• **TASK TO CARRY OUT**:
Work out the count of lines in the material where the string "decoders" shows up, and reply with it alone.

• **MATERIAL FOR THIS EXERCISE**:
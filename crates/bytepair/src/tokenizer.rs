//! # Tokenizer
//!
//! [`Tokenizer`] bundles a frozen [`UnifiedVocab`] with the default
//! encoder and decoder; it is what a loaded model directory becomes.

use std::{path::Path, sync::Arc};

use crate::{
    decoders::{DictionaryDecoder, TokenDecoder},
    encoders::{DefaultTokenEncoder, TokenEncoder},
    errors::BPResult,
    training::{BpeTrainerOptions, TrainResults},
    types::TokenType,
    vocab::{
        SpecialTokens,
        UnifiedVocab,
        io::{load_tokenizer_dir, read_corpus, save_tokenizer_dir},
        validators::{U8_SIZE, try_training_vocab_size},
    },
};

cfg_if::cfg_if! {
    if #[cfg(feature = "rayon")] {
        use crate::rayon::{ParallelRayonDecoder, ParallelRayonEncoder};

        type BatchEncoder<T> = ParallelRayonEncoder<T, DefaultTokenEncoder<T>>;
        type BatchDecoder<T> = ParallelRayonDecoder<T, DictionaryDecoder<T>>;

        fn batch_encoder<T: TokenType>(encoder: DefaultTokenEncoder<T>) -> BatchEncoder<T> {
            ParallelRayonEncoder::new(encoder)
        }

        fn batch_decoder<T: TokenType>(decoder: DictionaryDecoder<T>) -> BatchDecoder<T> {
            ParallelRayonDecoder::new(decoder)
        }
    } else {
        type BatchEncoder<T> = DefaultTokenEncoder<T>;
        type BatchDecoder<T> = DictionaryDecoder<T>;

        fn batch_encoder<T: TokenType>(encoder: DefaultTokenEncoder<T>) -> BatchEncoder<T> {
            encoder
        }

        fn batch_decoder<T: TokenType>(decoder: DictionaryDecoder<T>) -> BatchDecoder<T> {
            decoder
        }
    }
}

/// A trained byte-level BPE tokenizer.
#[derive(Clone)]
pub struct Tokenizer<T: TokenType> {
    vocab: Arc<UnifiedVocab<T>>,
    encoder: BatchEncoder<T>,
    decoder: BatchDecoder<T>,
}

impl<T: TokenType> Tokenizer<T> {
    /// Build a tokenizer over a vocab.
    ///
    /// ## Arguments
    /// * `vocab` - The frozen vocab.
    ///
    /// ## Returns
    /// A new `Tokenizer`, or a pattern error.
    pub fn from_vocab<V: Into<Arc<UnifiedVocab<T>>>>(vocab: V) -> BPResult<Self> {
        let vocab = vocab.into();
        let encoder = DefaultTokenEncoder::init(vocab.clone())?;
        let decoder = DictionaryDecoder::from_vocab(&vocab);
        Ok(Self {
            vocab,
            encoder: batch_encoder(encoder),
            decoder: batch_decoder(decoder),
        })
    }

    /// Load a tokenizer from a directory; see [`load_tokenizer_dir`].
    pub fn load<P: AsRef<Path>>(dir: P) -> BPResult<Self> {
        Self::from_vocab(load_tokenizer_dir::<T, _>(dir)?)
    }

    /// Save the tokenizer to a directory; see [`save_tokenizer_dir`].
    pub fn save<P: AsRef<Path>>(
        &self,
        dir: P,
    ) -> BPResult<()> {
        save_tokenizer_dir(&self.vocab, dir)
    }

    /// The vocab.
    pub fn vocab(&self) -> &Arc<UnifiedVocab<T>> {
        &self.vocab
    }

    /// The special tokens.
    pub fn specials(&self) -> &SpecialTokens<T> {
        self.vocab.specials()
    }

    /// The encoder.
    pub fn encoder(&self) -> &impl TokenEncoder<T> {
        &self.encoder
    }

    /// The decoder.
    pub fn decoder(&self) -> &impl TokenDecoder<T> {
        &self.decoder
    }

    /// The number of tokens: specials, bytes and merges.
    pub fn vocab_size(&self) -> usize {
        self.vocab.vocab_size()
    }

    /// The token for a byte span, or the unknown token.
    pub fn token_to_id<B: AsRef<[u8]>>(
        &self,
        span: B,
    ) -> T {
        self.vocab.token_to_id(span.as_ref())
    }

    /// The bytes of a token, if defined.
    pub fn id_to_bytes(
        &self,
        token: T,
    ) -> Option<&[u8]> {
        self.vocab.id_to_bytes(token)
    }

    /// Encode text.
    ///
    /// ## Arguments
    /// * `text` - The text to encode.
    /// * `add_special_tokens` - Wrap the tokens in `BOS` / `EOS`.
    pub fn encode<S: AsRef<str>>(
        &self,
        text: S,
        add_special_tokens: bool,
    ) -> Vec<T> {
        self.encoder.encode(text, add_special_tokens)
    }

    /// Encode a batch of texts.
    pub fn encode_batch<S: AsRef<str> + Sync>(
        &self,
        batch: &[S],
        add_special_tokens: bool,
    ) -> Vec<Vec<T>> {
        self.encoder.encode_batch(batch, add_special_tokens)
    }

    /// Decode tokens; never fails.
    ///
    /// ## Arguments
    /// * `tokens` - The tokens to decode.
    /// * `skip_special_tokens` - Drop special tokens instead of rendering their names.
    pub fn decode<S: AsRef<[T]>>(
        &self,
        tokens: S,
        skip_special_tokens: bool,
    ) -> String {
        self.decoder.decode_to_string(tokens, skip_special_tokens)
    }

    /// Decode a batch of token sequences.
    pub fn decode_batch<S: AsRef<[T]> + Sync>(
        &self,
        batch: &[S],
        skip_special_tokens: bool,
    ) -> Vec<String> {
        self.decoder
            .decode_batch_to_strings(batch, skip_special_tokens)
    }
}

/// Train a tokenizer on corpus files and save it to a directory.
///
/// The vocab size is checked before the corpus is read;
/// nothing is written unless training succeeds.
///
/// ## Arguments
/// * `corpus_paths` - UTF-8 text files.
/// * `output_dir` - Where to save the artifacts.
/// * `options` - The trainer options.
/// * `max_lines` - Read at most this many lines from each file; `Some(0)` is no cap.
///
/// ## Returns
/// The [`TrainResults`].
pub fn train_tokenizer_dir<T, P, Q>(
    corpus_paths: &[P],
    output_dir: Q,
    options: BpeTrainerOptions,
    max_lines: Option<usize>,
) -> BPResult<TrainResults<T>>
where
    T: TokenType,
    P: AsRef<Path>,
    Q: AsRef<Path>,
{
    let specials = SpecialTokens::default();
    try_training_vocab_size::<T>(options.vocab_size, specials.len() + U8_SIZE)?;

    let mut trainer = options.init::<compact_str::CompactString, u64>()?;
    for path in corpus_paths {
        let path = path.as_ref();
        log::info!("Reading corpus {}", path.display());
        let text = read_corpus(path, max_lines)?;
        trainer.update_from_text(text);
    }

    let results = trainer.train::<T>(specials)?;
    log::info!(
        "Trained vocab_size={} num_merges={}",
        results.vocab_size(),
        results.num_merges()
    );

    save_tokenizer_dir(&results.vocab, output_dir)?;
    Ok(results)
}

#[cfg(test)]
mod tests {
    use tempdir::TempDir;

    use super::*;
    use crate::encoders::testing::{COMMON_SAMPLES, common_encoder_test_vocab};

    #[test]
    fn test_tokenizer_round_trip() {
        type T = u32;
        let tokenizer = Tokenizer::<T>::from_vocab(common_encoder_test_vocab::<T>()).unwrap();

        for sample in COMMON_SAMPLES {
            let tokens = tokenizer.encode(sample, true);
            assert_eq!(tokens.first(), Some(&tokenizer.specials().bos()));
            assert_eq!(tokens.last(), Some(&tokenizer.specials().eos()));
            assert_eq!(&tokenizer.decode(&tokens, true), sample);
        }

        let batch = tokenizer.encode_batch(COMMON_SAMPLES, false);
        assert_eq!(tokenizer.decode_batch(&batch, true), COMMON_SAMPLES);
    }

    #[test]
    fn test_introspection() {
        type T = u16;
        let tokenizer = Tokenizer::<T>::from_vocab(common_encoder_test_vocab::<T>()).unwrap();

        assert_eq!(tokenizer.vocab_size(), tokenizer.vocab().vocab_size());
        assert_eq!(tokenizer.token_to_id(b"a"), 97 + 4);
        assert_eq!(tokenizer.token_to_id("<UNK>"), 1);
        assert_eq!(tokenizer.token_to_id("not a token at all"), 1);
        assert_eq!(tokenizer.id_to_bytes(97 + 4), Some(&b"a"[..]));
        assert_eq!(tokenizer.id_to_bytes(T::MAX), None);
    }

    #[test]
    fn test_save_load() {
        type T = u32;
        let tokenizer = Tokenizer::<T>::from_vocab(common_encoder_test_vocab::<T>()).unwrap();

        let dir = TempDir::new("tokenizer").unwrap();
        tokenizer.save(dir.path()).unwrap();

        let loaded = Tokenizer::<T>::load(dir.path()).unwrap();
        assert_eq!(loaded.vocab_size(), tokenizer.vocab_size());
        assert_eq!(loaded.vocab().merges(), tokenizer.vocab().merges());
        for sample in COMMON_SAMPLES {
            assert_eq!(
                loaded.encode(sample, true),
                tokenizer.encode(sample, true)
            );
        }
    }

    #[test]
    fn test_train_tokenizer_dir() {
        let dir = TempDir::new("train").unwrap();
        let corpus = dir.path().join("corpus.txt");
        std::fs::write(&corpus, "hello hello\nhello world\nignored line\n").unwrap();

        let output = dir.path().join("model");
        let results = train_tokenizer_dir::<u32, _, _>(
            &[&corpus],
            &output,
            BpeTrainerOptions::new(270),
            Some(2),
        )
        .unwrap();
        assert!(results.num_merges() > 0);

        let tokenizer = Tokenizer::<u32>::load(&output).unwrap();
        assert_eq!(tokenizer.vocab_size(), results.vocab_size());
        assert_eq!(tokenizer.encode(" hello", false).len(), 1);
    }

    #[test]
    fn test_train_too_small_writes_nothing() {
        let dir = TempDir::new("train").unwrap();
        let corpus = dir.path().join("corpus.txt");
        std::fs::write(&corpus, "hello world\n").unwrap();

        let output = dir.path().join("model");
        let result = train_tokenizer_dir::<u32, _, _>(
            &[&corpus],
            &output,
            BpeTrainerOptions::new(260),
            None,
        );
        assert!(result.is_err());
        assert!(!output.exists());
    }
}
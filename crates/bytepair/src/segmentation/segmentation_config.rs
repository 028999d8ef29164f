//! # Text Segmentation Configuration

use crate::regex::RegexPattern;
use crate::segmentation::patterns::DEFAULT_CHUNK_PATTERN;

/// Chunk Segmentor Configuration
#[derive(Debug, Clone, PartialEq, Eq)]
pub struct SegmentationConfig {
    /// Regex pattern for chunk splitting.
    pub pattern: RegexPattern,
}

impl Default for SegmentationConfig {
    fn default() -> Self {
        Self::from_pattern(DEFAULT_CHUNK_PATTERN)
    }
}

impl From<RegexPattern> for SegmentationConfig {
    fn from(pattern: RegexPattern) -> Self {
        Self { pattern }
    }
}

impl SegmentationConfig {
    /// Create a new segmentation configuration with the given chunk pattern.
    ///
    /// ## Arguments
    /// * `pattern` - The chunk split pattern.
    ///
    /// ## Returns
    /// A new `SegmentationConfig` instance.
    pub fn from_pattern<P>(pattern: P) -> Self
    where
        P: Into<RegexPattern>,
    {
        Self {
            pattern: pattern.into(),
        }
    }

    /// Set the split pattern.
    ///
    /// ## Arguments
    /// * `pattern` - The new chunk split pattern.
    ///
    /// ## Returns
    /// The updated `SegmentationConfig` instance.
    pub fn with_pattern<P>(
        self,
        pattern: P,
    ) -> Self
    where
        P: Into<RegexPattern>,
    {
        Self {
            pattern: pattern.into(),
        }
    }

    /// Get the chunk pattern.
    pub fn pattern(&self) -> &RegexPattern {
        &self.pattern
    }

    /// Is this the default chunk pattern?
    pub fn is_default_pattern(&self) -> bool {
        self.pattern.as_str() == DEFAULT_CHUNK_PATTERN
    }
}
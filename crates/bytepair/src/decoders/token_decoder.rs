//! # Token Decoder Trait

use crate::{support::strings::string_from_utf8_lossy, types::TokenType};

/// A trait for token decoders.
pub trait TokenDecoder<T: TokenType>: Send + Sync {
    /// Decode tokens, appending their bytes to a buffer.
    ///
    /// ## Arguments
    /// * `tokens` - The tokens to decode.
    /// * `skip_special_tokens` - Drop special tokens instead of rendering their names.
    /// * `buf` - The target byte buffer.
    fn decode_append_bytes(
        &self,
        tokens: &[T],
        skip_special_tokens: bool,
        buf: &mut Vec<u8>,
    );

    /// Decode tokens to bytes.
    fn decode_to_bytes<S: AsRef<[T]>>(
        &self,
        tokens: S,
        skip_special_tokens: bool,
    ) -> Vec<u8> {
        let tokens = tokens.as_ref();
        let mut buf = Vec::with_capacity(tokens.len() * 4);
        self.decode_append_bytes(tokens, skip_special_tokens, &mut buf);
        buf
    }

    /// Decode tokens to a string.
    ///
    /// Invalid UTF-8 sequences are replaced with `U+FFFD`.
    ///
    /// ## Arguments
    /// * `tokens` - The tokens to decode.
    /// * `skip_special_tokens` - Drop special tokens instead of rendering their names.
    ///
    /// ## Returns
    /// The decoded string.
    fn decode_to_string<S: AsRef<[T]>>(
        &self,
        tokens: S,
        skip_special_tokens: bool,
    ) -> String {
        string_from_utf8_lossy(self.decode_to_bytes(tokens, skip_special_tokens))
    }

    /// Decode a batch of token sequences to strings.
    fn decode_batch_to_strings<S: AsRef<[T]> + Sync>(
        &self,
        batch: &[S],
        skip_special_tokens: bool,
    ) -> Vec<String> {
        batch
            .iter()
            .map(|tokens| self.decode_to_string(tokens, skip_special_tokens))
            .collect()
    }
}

• **OUTPUT BELOW**:
3